School’s out for summer, but the future-of-our-school-systems story is just getting warmed up and there will be no vacation for school board members, Transition Planning Commission members, and suburban elected officials and voters.

Here are some key dates to watch and some analysis of what will be known and unknown after each date.

On Tuesday, May 29th (after the deadline for this column), the elected boards in Germantown, Collierville, Arlington, Bartlett, Lakeland, and Millington will decide whether to hold referendums on August 2nd to establish and fund municipal school systems.

What will be known: whether there are any dissenters to what seems to be overwhelming support for “munis.” If the boards approve, organized campaigns will begin to take shape. The specific language of the referendum will be drafted. And news media can stop talking about referendums as a hypothetical, as we have done for more than a year.

What won’t be known: whether the funding, expected to be a 15-cent increase in property taxes and a half-cent increase in local sales tax, will be enough to fund the municipal system that may or may not have to pay a considerable sum for existing buildings.

On June 11th, the 23-member unified Shelby County school board meets in a specially called meeting to consider the employment contract of Memphis superintendent Kriner Cash and, possibly, Shelby County superintendent John Aitken. Billy Orgel, chairman of the unified board, called for the meeting last week. It immediately met with an objection from board member Martavius Jones, who said it was premature, but as of now the meeting is on.

What will be known: Cash has a contract until August 1, 2013. He opposed the merger and has applied for at least one other superintendent’s job. The board could ask him to publicly state his intentions, invite him to apply for the job as leader of the unified system in 2013, tell him he has no chance, or invite him to leave early with a buyout.

What won’t be known: who will lead the unified system as superintendent in 2013. Aitken is under contract until February 2015, but the current Shelby County system excludes 103,000 students in Memphis. The unified board could invite candidates other than Aitken and Cash to apply for what is sure to be one of the most unusual and scrutinized education jobs in the country.

By mid-June, the 21-member Transition Planning Commission (TPC) aims to have its full set of recommendations on a merger plan. The commission, which includes Shelby County mayor Mark Luttrell, Bartlett mayor Keith McDonald, and some members of the unified school board, has been meeting for eight months.

What will be known: which suburbs are going to hold referendums in August, and after that it gets tricky. The TPC is planning for a unified system of up to 150,000 students while knowing full well that the suburbs may not become part of it.

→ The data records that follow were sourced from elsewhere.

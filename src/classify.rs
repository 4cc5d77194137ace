//! Commit classification.
//!
//! Conventional-prefix parsing first, keyword-vocabulary scoring as the
//! fallback, path-pattern scope detection last. Pure functions of their
//! inputs so identical input always yields identical output.

use std::sync::LazyLock;

use regex::Regex;

use crate::{config::HeuristicTables, types::Category};

/// `type(scope)!: subject` on the first line of a commit message
static CONVENTIONAL_RE: LazyLock<Regex> = LazyLock::new(|| {
   Regex::new(r"^(?P<type>[A-Za-z]+)(?:\((?P<scope>[^)]*)\))?(?P<breaking>!)?\s*:\s*(?P<subject>.+)$")
      .expect("conventional prefix regex is valid")
});

/// Parsed conventional-commit prefix.
#[derive(Debug, Clone, PartialEq, Eq)]
pub struct ConventionalPrefix {
   pub type_token: String,
   pub scope:      Option<String>,
   pub bang:       bool,
   pub subject:    String,
}

/// Parse the conventional prefix from a commit subject line, if present.
pub fn parse_conventional_prefix(first_line: &str) -> Option<ConventionalPrefix> {
   let caps = CONVENTIONAL_RE.captures(first_line.trim())?;
   let scope = caps
      .name("scope")
      .map(|m| m.as_str().trim().to_string())
      .filter(|s| !s.is_empty());
   Some(ConventionalPrefix {
      type_token: caps["type"].to_string(),
      scope,
      bang: caps.name("breaking").is_some(),
      subject: caps["subject"].trim().to_string(),
   })
}

/// Classify a commit message into a category and breaking flag.
///
/// A conventional prefix with a known type token wins outright; otherwise the
/// keyword vocabularies decide, with ties resolving to `Other`. Breaking is
/// detected independently of the category so it can dominate the version
/// decision regardless of type.
pub fn classify(text: &str, changed_files: &[String], tables: &HeuristicTables) -> (Category, bool) {
   let first_line = text.lines().next().unwrap_or_default();
   let is_breaking = detect_breaking(text, tables);

   if let Some(prefix) = parse_conventional_prefix(first_line) {
      let is_breaking = is_breaking || prefix.bang;
      if let Some(category) = Category::from_token(&prefix.type_token) {
         return (category, is_breaking);
      }
      // Known shape, unknown token: fall through to the heuristics
      return (fallback_category(text, changed_files, tables), is_breaking);
   }

   (fallback_category(text, changed_files, tables), is_breaking)
}

/// Detect breaking changes beyond the conventional `!` marker.
pub fn detect_breaking(text: &str, tables: &HeuristicTables) -> bool {
   if text.contains("BREAKING CHANGE") || text.contains("BREAKING-CHANGE") {
      return true;
   }

   let lower = text.to_lowercase();
   tables
      .breaking_indicators
      .iter()
      .any(|indicator| lower.contains(indicator.as_str()))
}

/// Keyword/phrase scoring against the category vocabularies.
///
/// Single-word terms match whole words only; multi-word phrases match as
/// substrings. A unique best score picks the category; a tie or an all-zero
/// result falls back to file-extension hints, then `Other`.
fn fallback_category(text: &str, changed_files: &[String], tables: &HeuristicTables) -> Category {
   let lower = text.to_lowercase();
   let words: Vec<&str> = lower
      .split(|c: char| !c.is_alphanumeric())
      .filter(|w| !w.is_empty())
      .collect();

   let mut best: Option<(Category, usize)> = None;
   let mut tied = false;

   for (category, terms) in &tables.vocabularies {
      let score = terms
         .iter()
         .filter(|term| {
            if term.contains(' ') {
               lower.contains(term.as_str())
            } else {
               words.contains(&term.as_str())
            }
         })
         .count();

      if score == 0 {
         continue;
      }
      match best {
         Some((_, best_score)) if score > best_score => {
            best = Some((*category, score));
            tied = false;
         },
         Some((_, best_score)) if score == best_score => tied = true,
         Some(_) => {},
         None => best = Some((*category, score)),
      }
   }

   match best {
      Some(_) if tied => Category::Other,
      Some((category, _)) => category,
      None => file_hint_category(changed_files).unwrap_or(Category::Other),
   }
}

/// Last-resort hints from the shape of the changed-file list.
fn file_hint_category(changed_files: &[String]) -> Option<Category> {
   if changed_files.is_empty() {
      return None;
   }

   let all_docs = changed_files.iter().all(|f| {
      let lower = f.to_lowercase();
      lower.ends_with(".md") || lower.ends_with(".rst") || lower.ends_with(".txt")
   });
   if all_docs {
      return Some(Category::Docs);
   }

   let all_tests = changed_files.iter().all(|f| {
      let lower = f.to_lowercase();
      lower.contains("test") || lower.contains("spec")
   });
   if all_tests {
      return Some(Category::Test);
   }

   let all_manifests = changed_files.iter().all(|f| {
      matches!(
         f.rsplit('/').next().unwrap_or(f),
         "Cargo.toml" | "Cargo.lock" | "package.json" | "package-lock.json" | "yarn.lock"
      )
   });
   if all_manifests {
      return Some(Category::Chore);
   }

   None
}

/// Detect the component touched by a commit from its changed-file paths.
///
/// Multiple matches yield the most specific (longest-pattern) match; ties
/// keep table order.
pub fn detect_component(changed_files: &[String], tables: &HeuristicTables) -> Option<String> {
   let lowered: Vec<String> = changed_files.iter().map(|f| f.to_lowercase()).collect();

   let mut best: Option<&crate::config::ComponentPattern> = None;
   for entry in &tables.components {
      let pattern = entry.pattern.to_lowercase();
      if lowered.iter().any(|f| f.contains(&pattern)) {
         let better = best.is_none_or(|b| entry.pattern.len() > b.pattern.len());
         if better {
            best = Some(entry);
         }
      }
   }

   best.map(|entry| entry.component.clone())
}

#[cfg(test)]
mod tests {
   use super::*;

   fn tables() -> HeuristicTables {
      HeuristicTables::default()
   }

   #[test]
   fn test_parse_conventional_prefix_full() {
      let prefix = parse_conventional_prefix("feat(auth)!: add oauth login").unwrap();
      assert_eq!(prefix.type_token, "feat");
      assert_eq!(prefix.scope.as_deref(), Some("auth"));
      assert!(prefix.bang);
      assert_eq!(prefix.subject, "add oauth login");
   }

   #[test]
   fn test_parse_conventional_prefix_no_scope() {
      let prefix = parse_conventional_prefix("fix: crash on empty input").unwrap();
      assert_eq!(prefix.type_token, "fix");
      assert_eq!(prefix.scope, None);
      assert!(!prefix.bang);
   }

   #[test]
   fn test_parse_conventional_prefix_rejects_plain_text() {
      assert!(parse_conventional_prefix("just a plain message").is_none());
      assert!(parse_conventional_prefix("").is_none());
   }

   #[test]
   fn test_classify_conventional_types() {
      let t = tables();
      assert_eq!(classify("feat: add thing", &[], &t), (Category::Feature, false));
      assert_eq!(classify("fix: broken thing", &[], &t), (Category::Fix, false));
      assert_eq!(classify("docs: explain thing", &[], &t), (Category::Docs, false));
   }

   #[test]
   fn test_classify_bang_sets_breaking() {
      let t = tables();
      assert_eq!(classify("feat!: drop old api", &[], &t), (Category::Feature, true));
      assert_eq!(classify("fix(core)!: reject bad input", &[], &t), (Category::Fix, true));
   }

   #[test]
   fn test_classify_breaking_change_footer() {
      let t = tables();
      let msg = "feat: new engine\n\nBREAKING CHANGE: old config format removed";
      assert_eq!(classify(msg, &[], &t), (Category::Feature, true));
   }

   #[test]
   fn test_classify_breaking_indicator_phrase() {
      let t = tables();
      let (_, breaking) = classify("removed legacy parser, drop support for v1 files", &[], &t);
      assert!(breaking);
   }

   #[test]
   fn test_classify_fallback_keywords() {
      let t = tables();
      assert_eq!(classify("implement retry loop for uploads", &[], &t).0, Category::Feature);
      assert_eq!(classify("resolve crash when list is empty", &[], &t).0, Category::Fix);
      assert_eq!(classify("optimize hot path in parser", &[], &t).0, Category::Performance);
   }

   #[test]
   fn test_classify_tie_resolves_to_other() {
      let t = tables();
      // One feature keyword ("add") and one fix keyword ("bug"): tied
      assert_eq!(classify("add note about bug", &[], &t).0, Category::Other);
   }

   #[test]
   fn test_classify_no_signal_is_other() {
      let t = tables();
      assert_eq!(classify("misc tweaks", &[], &t).0, Category::Other);
   }

   #[test]
   fn test_classify_file_hints() {
      let t = tables();
      let docs = vec!["README.md".to_string(), "docs/guide.md".to_string()];
      assert_eq!(classify("misc tweaks", &docs, &t).0, Category::Docs);

      let manifests = vec!["Cargo.lock".to_string()];
      assert_eq!(classify("weekly churn", &manifests, &t).0, Category::Chore);
   }

   #[test]
   fn test_classify_is_deterministic() {
      let t = tables();
      let files = vec!["src/api/server.rs".to_string()];
      let first = classify("update the api and fix the server bug", &files, &t);
      for _ in 0..10 {
         assert_eq!(classify("update the api and fix the server bug", &files, &t), first);
      }
   }

   #[test]
   fn test_detect_component_longest_pattern_wins() {
      let t = tables();
      // "migration" (9 chars) beats "db" (2 chars) on the same path
      let files = vec!["db/migration/0042_add_users.sql".to_string()];
      assert_eq!(detect_component(&files, &t).as_deref(), Some("database"));
   }

   #[test]
   fn test_detect_component_no_match() {
      let t = tables();
      let files = vec!["src/zzz.rs".to_string()];
      assert_eq!(detect_component(&files, &t), None);
   }

   #[test]
   fn test_detect_component_empty_files() {
      let t = tables();
      assert_eq!(detect_component(&[], &t), None);
   }
}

What won’t be known: whether the suburbs will break away, and whether the unified school board will accept the TPC recommendations, which are just that, on such controversial issues as closing schools and outsourcing. The TPC says the plan will “evolve” over the summer.

On August 2nd, there will be elections in Shelby County. Suburban voters will decide whether to establish separate school systems. And there will be a countywide election for seven spots on the unified school board. In September, the seven winners will replace seven people appointed as interim members by the Shelby County Commission. Some of the winners could be people already serving on the unified board. Calling this confusing would be an understatement.

What will be known: the willingness of suburban residents to tax themselves an unknown amount for a separate school system. This is the big one. If all six suburbs or even if only three of them go muni, it will be a devastating blow to the unified system.

Also known will be the names of the seven members of the unified school board that will govern a system that may or may not include suburbs. As of September 1, 2013, the terms of the 16 board members who formerly served on the Shelby County and Memphis school boards will expire. The seven members elected in August will constitute the Shelby County Board of Education and govern the combined school system. After September 1, 2013, the Shelby County Commission can expand and redistrict the school board so that it will consist of not more than 13 members.

Hey, no one said summer school was going to be easy.